Because failed embolotherapy can be linked to patient-related parameters, we divided our study group of 38 patients into two subgroups according to the effectiveness of embolotherapy, as seen on CT angiograms: 29 patients (group 1) in whom embolotherapy of occluded PAVMs was successful or partially successful, in the absence of any cases of failed or partially failed embolotherapy, and nine patients (group 2) in whom embolotherapy of at least one occluded PAVM failed.

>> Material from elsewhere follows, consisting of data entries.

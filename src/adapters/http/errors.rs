use actix_web::{
  HttpResponse,
  error::ResponseError,
  http::{StatusCode, header::ContentType},
};
use std::fmt;

use crate::domain::invoice::{EmissionError, InvoiceError};

use super::dtos::ErrorResponse;

const DEFAULT_INTERNAL_MESSAGE: &str = "Internal server error";

/// API error type that maps domain errors to HTTP responses
///
/// The carried message is sent to the client verbatim as `{"error": ...}`.
#[derive(Debug, Clone, PartialEq, Eq)]
pub enum ApiError {
  /// Validation or eligibility failure (400 Bad Request)
  Validation(String),

  /// Unknown invoice (404 Not Found)
  NotFound(String),

  /// Emission provider failed on its side (502 Bad Gateway)
  BadGateway(String),

  /// Internal server error (500 Internal Server Error)
  Internal(String),
}

impl ApiError {
  pub fn message(&self) -> &str {
    match self {
      ApiError::Validation(msg)
      | ApiError::NotFound(msg)
      | ApiError::BadGateway(msg)
      | ApiError::Internal(msg) => msg,
    }
  }
}

impl fmt::Display for ApiError {
  fn fmt(&self, f: &mut fmt::Formatter<'_>) -> fmt::Result {
    f.write_str(self.message())
  }
}

impl ResponseError for ApiError {
  fn status_code(&self) -> StatusCode {
    match self {
      ApiError::Validation(_) => StatusCode::BAD_REQUEST,
      ApiError::NotFound(_) => StatusCode::NOT_FOUND,
      ApiError::BadGateway(_) => StatusCode::BAD_GATEWAY,
      ApiError::Internal(_) => StatusCode::INTERNAL_SERVER_ERROR,
    }
  }

  fn error_response(&self) -> HttpResponse {
    let status = self.status_code();

    if status.is_server_error() {
      tracing::error!(status = status.as_u16(), "Request failed: {}", self.message());
    }

    HttpResponse::build(status)
      .content_type(ContentType::json())
      .json(ErrorResponse::new(self.message()))
  }
}

/// Maps an error message to an HTTP error using ordered substring rules.
///
/// First match wins:
/// - "not found" → 404
/// - "pending_emission", "pending emission", "validation", "authentication" → 400
/// - "internal server" → 502
/// - anything else → 500
///
/// Matching is case-insensitive. The message is kept as is, except that an
/// empty message on the 500 path becomes "Internal server error".
pub fn map_message_to_http(message: &str) -> ApiError {
  let lowered = message.to_lowercase();

  if lowered.contains("not found") {
    return ApiError::NotFound(message.to_string());
  }

  if ["pending_emission", "pending emission", "validation", "authentication"]
    .iter()
    .any(|needle| lowered.contains(needle))
  {
    return ApiError::Validation(message.to_string());
  }

  if lowered.contains("internal server") {
    return ApiError::BadGateway(message.to_string());
  }

  if message.is_empty() {
    ApiError::Internal(DEFAULT_INTERNAL_MESSAGE.to_string())
  } else {
    ApiError::Internal(message.to_string())
  }
}

/// Maps a lifecycle error to an HTTP error.
///
/// Typed kinds map directly; failures without a dedicated kind (generic
/// emission failures, database and repository errors) fall back to
/// [`map_message_to_http`].
pub fn map_error_to_http(error: &InvoiceError) -> ApiError {
  let message = error.to_string();

  match error {
    InvoiceError::Emission(emission) => match emission {
      EmissionError::InvalidConfiguration(_) => ApiError::Internal(message),
      EmissionError::ValidationFailed(_) => ApiError::Validation(message),
      EmissionError::AuthenticationFailed(_) => ApiError::Validation(message),
      EmissionError::ServerFailure(_) => ApiError::BadGateway(message),
      EmissionError::EmissionFailed(_) => map_message_to_http(&message),
    },
    InvoiceError::NotFound(_) => ApiError::NotFound(message),
    InvoiceError::NotPendingEmission { .. } => ApiError::Validation(message),
    InvoiceError::Validation(_) => ApiError::Validation(message),
    InvoiceError::Repository(_) | InvoiceError::Database(_) => map_message_to_http(&message),
  }
}

/// Convert InvoiceError to ApiError
impl From<InvoiceError> for ApiError {
  fn from(error: InvoiceError) -> Self {
    map_error_to_http(&error)
  }
}
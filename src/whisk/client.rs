//! Whisk Client
//!
//! Main client for the platform REST API, combining the configuration
//! snapshot with the HTTP wrapper.

use super::api::{ApiListOptions, ApiResource};
use super::http::WhiskHttpClient;
use crate::config::ClientConfig;
use anyhow::{Context, Result};
use serde_json::{json, Value};
use url::Url;

/// Main platform client
#[derive(Clone)]
pub struct WhiskClient {
    pub config: ClientConfig,
    pub http: WhiskHttpClient,
    base_url: Url,
}

impl WhiskClient {
    /// Create a new client
    pub fn new(config: &ClientConfig) -> Result<Self> {
        if config.host.is_empty() {
            anyhow::bail!("No API host configured. Set WSK_APIHOST or use --apihost");
        }

        let base_url = Url::parse(&config.api_base_url())
            .with_context(|| format!("Invalid API host '{}'", config.host))?;
        let http = WhiskHttpClient::new(config.insecure)?;

        Ok(Self {
            config: config.clone(),
            http,
            base_url,
        })
    }

    pub fn apis(&self) -> ApisService<'_> {
        ApisService { client: self }
    }

    /// Build a URL for a namespaced collection, e.g. `namespaces/<ns>/apis`
    pub fn namespace_url(&self, collection: &str) -> Result<Url> {
        let path = format!(
            "namespaces/{}/{}",
            urlencoding::encode(&self.config.namespace),
            collection
        );
        self.base_url
            .join(&path)
            .with_context(|| format!("Failed to build URL for {}", path))
    }
}

/// Gateway API operations
pub struct ApisService<'a> {
    client: &'a WhiskClient,
}

impl ApisService<'_> {
    fn token(&self) -> &str {
        &self.client.config.auth_token
    }

    fn lookup_url(&self, api: &ApiResource) -> Result<Url> {
        let mut url = self.client.namespace_url("apis")?;
        url.query_pairs_mut()
            .append_pair("basepath", &api.gateway_base_path)
            .append_pair("relpath", &api.gateway_rel_path)
            .append_pair("operation", &api.gateway_method);
        Ok(url)
    }

    /// Create or (with `overwrite`) replace an API
    pub async fn insert(&self, api: &ApiResource, overwrite: bool) -> Result<ApiResource> {
        let mut url = self.client.namespace_url("apis")?;
        url.query_pairs_mut()
            .append_pair("overwrite", if overwrite { "true" } else { "false" });

        let body = json!({ "apidoc": api });
        let response = self.client.http.put(url.as_str(), self.token(), &body).await?;
        decode_api(response)
    }

    pub async fn get(&self, api: &ApiResource) -> Result<ApiResource> {
        let url = self.lookup_url(api)?;
        let response = self.client.http.get(url.as_str(), self.token()).await?;
        decode_api(response)
    }

    pub async fn delete(&self, api: &ApiResource) -> Result<()> {
        let url = self.lookup_url(api)?;
        self.client.http.delete(url.as_str(), self.token()).await?;
        Ok(())
    }

    pub async fn list(&self, options: &ApiListOptions) -> Result<Vec<ApiResource>> {
        let mut url = self.client.namespace_url("apis")?;
        {
            let mut query = url.query_pairs_mut();
            query
                .append_pair("skip", &options.skip.to_string())
                .append_pair("limit", &options.limit.to_string())
                .append_pair("docs", if options.docs { "true" } else { "false" });
            if let Some(action) = &options.action {
                query.append_pair("action", action);
            }
            if let Some(path) = &options.path {
                query.append_pair("relpath", path);
            }
            if let Some(verb) = &options.verb {
                query.append_pair("operation", verb);
            }
        }

        let response = self.client.http.get(url.as_str(), self.token()).await?;
        match response {
            Value::Null => Ok(Vec::new()),
            Value::Array(_) => {
                serde_json::from_value(response).context("Failed to parse API list")
            }
            other => {
                // Some gateways wrap the list: {"apis": [...]}
                let items = other
                    .get("apis")
                    .cloned()
                    .context("Unexpected API list response")?;
                serde_json::from_value(items).context("Failed to parse API list")
            }
        }
    }
}

/// Decode a stored API, accepting both a bare document and an `apidoc` wrapper
fn decode_api(response: Value) -> Result<ApiResource> {
    let doc = match response {
        Value::Object(mut obj) if obj.contains_key("apidoc") => {
            obj.remove("apidoc").unwrap_or(Value::Null)
        }
        Value::Null => return Ok(ApiResource::default()),
        other => other,
    };
    serde_json::from_value(doc).context("Failed to parse API response")
}
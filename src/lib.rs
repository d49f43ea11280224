//! Command-line management of gateway APIs bound to serverless actions.
//!
//! The binary (`wsk`) parses the command line; this library holds the
//! request builder, the platform client and the rendering helpers.

pub mod commands;
pub mod config;
pub mod error;
pub mod render;
pub mod whisk;

pub use error::{ErrorKind, ExitCode, WskError};
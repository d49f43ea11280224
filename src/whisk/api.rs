//! Gateway API resource types

use serde::{Deserialize, Serialize};
use std::fmt;
use std::str::FromStr;

/// Backend method used by the gateway to invoke a bound action
pub const BACKEND_METHOD: &str = "POST";

/// HTTP verbs accepted for a gateway API
#[derive(Debug, Clone, Copy, PartialEq, Eq, PartialOrd, Ord, Hash)]
pub enum ApiVerb {
    Delete,
    Get,
    Head,
    Options,
    Patch,
    Post,
    Put,
}

impl ApiVerb {
    /// All verbs, sorted by name
    pub const ALL: [ApiVerb; 7] = [
        ApiVerb::Delete,
        ApiVerb::Get,
        ApiVerb::Head,
        ApiVerb::Options,
        ApiVerb::Patch,
        ApiVerb::Post,
        ApiVerb::Put,
    ];

    pub fn as_str(self) -> &'static str {
        match self {
            ApiVerb::Delete => "DELETE",
            ApiVerb::Get => "GET",
            ApiVerb::Head => "HEAD",
            ApiVerb::Options => "OPTIONS",
            ApiVerb::Patch => "PATCH",
            ApiVerb::Post => "POST",
            ApiVerb::Put => "PUT",
        }
    }
}

impl fmt::Display for ApiVerb {
    fn fmt(&self, f: &mut fmt::Formatter<'_>) -> fmt::Result {
        f.write_str(self.as_str())
    }
}

impl FromStr for ApiVerb {
    type Err = ();

    /// Case-insensitive
    fn from_str(s: &str) -> Result<Self, Self::Err> {
        Self::ALL
            .into_iter()
            .find(|verb| verb.as_str().eq_ignore_ascii_case(s))
            .ok_or(())
    }
}

/// The action invoked when an API is called
#[derive(Debug, Clone, Default, PartialEq, Eq, Serialize, Deserialize)]
#[serde(rename_all = "camelCase", default)]
pub struct ActionBinding {
    #[serde(skip_serializing_if = "String::is_empty")]
    pub name: String,
    #[serde(skip_serializing_if = "String::is_empty")]
    pub namespace: String,
    #[serde(skip_serializing_if = "String::is_empty")]
    pub backend_method: String,
    #[serde(skip_serializing_if = "String::is_empty")]
    pub backend_url: String,
    #[serde(rename = "authkey", skip_serializing_if = "String::is_empty")]
    pub auth_token: String,
}

impl ActionBinding {
    /// Web invocation URL for an action on the platform at `host`
    pub fn backend_url_for(host: &str, namespace: &str, name: &str) -> String {
        format!(
            "https://{}/api/v1/namespaces/{}/actions/{}?blocking=true",
            host, namespace, name
        )
    }
}

/// A gateway path + verb mapping bound to a backend action
#[derive(Debug, Clone, Default, PartialEq, Eq, Serialize, Deserialize)]
#[serde(rename_all = "camelCase", default)]
pub struct ApiResource {
    #[serde(skip_serializing_if = "String::is_empty")]
    pub namespace: String,
    #[serde(rename = "apiName", skip_serializing_if = "String::is_empty")]
    pub api_collection_name: String,
    #[serde(skip_serializing_if = "String::is_empty")]
    pub gateway_base_path: String,
    #[serde(rename = "gatewayPath", skip_serializing_if = "String::is_empty")]
    pub gateway_rel_path: String,
    #[serde(skip_serializing_if = "String::is_empty")]
    pub gateway_method: String,
    #[serde(skip_serializing_if = "String::is_empty")]
    pub id: String,
    /// Assigned by the gateway
    #[serde(skip_serializing_if = "String::is_empty")]
    pub gateway_full_path: String,
    #[serde(rename = "action")]
    pub bound_action: ActionBinding,
}

impl ApiResource {
    /// Identity used by this client: `namespace:basepath`
    pub fn derive_id(namespace: &str, base_path: &str) -> String {
        format!("{}:{}", namespace, base_path)
    }

    /// Same value with the auth key masked, for logging
    pub fn redacted(&self) -> Self {
        let mut copy = self.clone();
        if !copy.bound_action.auth_token.is_empty() {
            copy.bound_action.auth_token = "***".to_string();
        }
        copy
    }
}

/// Filters for listing APIs
#[derive(Debug, Clone, PartialEq, Eq)]
pub struct ApiListOptions {
    pub action: Option<String>,
    pub path: Option<String>,
    pub verb: Option<String>,
    pub skip: u32,
    pub limit: u32,
    pub docs: bool,
}

impl Default for ApiListOptions {
    fn default() -> Self {
        Self {
            action: None,
            path: None,
            verb: None,
            skip: 0,
            limit: 30,
            docs: false,
        }
    }
}
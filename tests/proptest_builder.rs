//! Property-based tests using proptest
//!
//! These tests check verb validation and the request builder over
//! randomized inputs.

use proptest::prelude::*;
use wsk_api::commands::api::{parse_api, validate_verb, ApiFlags};
use wsk_api::config::ClientConfig;
use wsk_api::whisk::api::ApiVerb;
use wsk_api::ErrorKind;

fn config(namespace: &str, host: &str) -> ClientConfig {
    ClientConfig {
        namespace: namespace.to_string(),
        host: host.to_string(),
        auth_token: "user:key".to_string(),
        insecure: false,
    }
}

/// Any accepted verb in random letter case
fn arb_verb_any_case() -> impl Strategy<Value = String> {
    (prop::sample::select(ApiVerb::ALL.to_vec()), any::<u64>()).prop_map(|(verb, mask)| {
        verb.as_str()
            .chars()
            .enumerate()
            .map(|(i, c)| {
                if mask & (1 << (i % 64)) != 0 {
                    c.to_ascii_lowercase()
                } else {
                    c
                }
            })
            .collect()
    })
}

fn is_accepted(verb: &str) -> bool {
    ApiVerb::ALL
        .iter()
        .any(|v| v.as_str().eq_ignore_ascii_case(verb))
}

proptest! {
    /// Accepted verbs validate in any case
    #[test]
    fn accepted_verbs_validate(verb in arb_verb_any_case()) {
        prop_assert!(validate_verb(&verb).is_ok());
        prop_assert!(validate_verb(&verb.to_lowercase()).is_ok());
    }

    /// Everything else is a usage error, in either case
    #[test]
    fn other_verbs_are_rejected(verb in "[A-Za-z]{1,10}") {
        prop_assume!(!is_accepted(&verb));
        for candidate in [verb.clone(), verb.to_lowercase()] {
            let err = validate_verb(&candidate).unwrap_err();
            prop_assert_eq!(err.kind(), ErrorKind::Usage);
            prop_assert!(err.display_usage());
        }
    }

    /// The method is stored upper-cased and the path verbatim
    #[test]
    fn builder_normalizes_verb_keeps_path(
        path in "/[A-Za-z0-9/_-]{0,30}",
        verb in arb_verb_any_case(),
        action in "[a-z][a-zA-Z0-9_]{0,20}",
    ) {
        let args = vec![path.clone(), verb.clone(), action.clone()];
        let api = parse_api(&args, &ApiFlags::default(), &config("guest", "example.com")).unwrap();
        prop_assert_eq!(api.gateway_rel_path, path);
        prop_assert_eq!(api.gateway_method, verb.to_uppercase());
        prop_assert_eq!(api.bound_action.name, action);
        prop_assert_eq!(api.bound_action.backend_method, "POST");
    }

    /// The id depends only on namespace and base path, and building is deterministic
    #[test]
    fn builder_id_is_deterministic(
        namespace in "[a-z_][a-z0-9_]{0,15}",
        base_path in prop::option::of("/[a-z]{1,10}"),
        api_name in prop::option::of("[A-Za-z ]{1,10}"),
    ) {
        let flags = ApiFlags { api_name, base_path: base_path.clone() };
        let cfg = config(&namespace, "example.com");
        let args = vec!["/p".to_string(), "GET".to_string(), "act".to_string()];

        let first = parse_api(&args, &flags, &cfg).unwrap();
        let second = parse_api(&args, &flags, &cfg).unwrap();

        let expected_base = base_path.unwrap_or_else(|| "/".to_string());
        prop_assert_eq!(&first.id, &format!("{}:{}", namespace, expected_base));
        prop_assert_eq!(first, second);
    }

    /// The backend URL is synthesized from host, namespace and action
    #[test]
    fn backend_url_format(
        host in "[a-z]{1,10}\\.[a-z]{2,3}",
        namespace in "[a-z]{1,10}",
        action in "[a-z]{1,10}",
    ) {
        let args = vec!["/p".to_string(), "GET".to_string(), format!("/{}/{}", namespace, action)];
        let api = parse_api(&args, &ApiFlags::default(), &config("guest", &host)).unwrap();
        prop_assert_eq!(
            api.bound_action.backend_url,
            format!("https://{}/api/v1/namespaces/{}/actions/{}?blocking=true", host, namespace, action)
        );
    }
}

#[test]
fn backend_url_example() {
    let args = vec!["/p".to_string(), "GET".to_string(), "act".to_string()];
    let api = parse_api(&args, &ApiFlags::default(), &config("ns", "example.com")).unwrap();
    assert_eq!(
        api.bound_action.backend_url,
        "https://example.com/api/v1/namespaces/ns/actions/act?blocking=true"
    );
}

#[test]
fn separator_only_action_is_rejected() {
    for raw in ["/", "//", "///", "/ns/pkg/", "/ns//act"] {
        let args = vec!["/p".to_string(), "GET".to_string(), raw.to_string()];
        let err = parse_api(&args, &ApiFlags::default(), &config("ns", "example.com")).unwrap_err();
        assert_eq!(err.message(), format!("'{}' is not a valid action name.", raw));
    }
}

As shown in Table 4, we observed no significant difference in mean age, sex ratio, or frequency of hereditary hemorrhagic telangiectasia at the time of embolotherapy between groups 1 and 2. However, the frequency of gastrointestinal tract and/or hepatic arteriovenous malformations was significantly higher in group 2 than in group 1. After embolotherapy, all of the group 1 patients had normal levels of pulmonary artery blood pressure, whereas three group 2 patients developed pulmonary hypertension. The hypertension was transient in one patient: Pulmonary artery catheterization revealed a pressure of 30/15 mm Hg (mean, 25 mm Hg). However, the pulmonary artery pressure was chronically elevated in the remaining two patients (P = .01): In one patient, pulmonary artery catheterization revealed a pressure of 40/20 mm Hg (mean, 29 mm Hg). In the other patient, chronically enlarged central and peripheral pulmonary arteries were seen on follow-up CT images for the first time 3 years after the last embolotherapy session, during which the pulmonary artery pressure was within the normal range. No further pulmonary artery catheterizations were performed. These three patients also had hepatic and/or gastrointestinal tract arteriovenous malformations in the clinical context of hereditary hemorrhagic telangiectasia at presentation.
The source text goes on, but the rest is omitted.